[Records contained in a dataset]
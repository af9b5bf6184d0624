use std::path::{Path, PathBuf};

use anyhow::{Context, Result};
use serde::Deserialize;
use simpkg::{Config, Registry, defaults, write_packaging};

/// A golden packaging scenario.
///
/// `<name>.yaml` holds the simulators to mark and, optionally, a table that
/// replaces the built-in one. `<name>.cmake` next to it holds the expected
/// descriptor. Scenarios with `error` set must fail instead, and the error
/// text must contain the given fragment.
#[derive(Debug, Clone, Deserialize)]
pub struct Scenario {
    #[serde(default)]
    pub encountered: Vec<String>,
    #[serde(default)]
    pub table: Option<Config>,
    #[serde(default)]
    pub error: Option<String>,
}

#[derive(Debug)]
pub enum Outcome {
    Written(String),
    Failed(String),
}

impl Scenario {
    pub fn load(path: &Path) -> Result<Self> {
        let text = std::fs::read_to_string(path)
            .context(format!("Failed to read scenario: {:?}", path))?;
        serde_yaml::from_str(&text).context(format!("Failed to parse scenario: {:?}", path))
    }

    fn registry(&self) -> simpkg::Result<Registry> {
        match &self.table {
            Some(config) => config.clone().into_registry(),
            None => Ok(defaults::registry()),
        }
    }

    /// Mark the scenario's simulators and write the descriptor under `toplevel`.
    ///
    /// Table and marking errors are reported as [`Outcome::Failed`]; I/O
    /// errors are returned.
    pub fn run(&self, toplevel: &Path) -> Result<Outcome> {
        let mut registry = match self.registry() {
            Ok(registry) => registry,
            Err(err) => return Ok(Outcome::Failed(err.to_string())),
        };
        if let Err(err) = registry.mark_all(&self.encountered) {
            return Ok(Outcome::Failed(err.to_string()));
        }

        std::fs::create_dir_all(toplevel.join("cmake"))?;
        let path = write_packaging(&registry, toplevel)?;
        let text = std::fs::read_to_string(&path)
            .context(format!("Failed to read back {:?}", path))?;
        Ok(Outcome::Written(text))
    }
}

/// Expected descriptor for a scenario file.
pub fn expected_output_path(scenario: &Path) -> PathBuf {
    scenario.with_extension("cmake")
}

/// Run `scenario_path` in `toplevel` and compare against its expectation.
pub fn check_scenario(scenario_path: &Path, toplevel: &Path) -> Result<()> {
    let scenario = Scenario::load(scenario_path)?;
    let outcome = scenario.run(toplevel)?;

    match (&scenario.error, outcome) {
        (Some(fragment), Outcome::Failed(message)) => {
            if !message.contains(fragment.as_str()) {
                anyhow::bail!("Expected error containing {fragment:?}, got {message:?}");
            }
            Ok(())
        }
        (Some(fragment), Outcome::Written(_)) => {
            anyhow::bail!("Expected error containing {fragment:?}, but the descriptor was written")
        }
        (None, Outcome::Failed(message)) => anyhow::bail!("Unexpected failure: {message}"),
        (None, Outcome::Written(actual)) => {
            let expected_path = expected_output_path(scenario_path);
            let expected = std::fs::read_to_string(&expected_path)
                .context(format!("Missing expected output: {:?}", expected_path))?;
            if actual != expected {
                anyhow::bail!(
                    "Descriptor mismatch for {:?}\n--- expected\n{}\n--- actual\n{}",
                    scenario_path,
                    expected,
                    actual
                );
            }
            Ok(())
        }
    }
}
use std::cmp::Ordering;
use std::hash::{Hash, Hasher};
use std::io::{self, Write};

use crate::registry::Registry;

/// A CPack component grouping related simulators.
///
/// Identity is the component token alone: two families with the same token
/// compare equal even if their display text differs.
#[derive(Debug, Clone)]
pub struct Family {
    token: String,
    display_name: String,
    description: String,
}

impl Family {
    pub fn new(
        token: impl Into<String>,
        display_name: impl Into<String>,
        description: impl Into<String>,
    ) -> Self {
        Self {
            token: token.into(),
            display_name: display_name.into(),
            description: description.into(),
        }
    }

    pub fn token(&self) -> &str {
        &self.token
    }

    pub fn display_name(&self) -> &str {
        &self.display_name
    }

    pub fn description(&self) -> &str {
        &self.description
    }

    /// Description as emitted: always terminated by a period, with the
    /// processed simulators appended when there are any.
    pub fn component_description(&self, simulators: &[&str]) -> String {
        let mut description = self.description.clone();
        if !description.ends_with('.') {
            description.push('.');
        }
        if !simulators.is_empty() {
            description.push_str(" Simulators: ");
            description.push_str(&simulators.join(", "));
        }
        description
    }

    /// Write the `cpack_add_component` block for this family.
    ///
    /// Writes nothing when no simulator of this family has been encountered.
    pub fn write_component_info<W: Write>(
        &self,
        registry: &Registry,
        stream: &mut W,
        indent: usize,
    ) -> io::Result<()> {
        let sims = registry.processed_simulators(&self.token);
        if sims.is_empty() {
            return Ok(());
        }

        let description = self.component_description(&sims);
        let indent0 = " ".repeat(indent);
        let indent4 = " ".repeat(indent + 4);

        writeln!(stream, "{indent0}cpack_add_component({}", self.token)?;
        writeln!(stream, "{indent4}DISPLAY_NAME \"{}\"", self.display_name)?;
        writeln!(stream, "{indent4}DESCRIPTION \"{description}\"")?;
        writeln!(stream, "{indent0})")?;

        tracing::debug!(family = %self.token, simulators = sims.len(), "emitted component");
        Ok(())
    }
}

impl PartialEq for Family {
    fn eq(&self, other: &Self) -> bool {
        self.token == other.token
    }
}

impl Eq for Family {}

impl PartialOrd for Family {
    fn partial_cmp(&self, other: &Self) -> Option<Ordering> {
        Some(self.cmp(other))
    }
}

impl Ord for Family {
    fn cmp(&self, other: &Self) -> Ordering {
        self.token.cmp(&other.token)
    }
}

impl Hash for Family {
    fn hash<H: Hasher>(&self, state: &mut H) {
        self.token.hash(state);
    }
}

*EXERCISE DESCRIPTION*
If a line in the entries includes the word "defaults", copy that line out.

*TASK ANSWER*
use simpkg::{Config, Registry, defaults, write_packaging};
            None => Ok(defaults::registry()),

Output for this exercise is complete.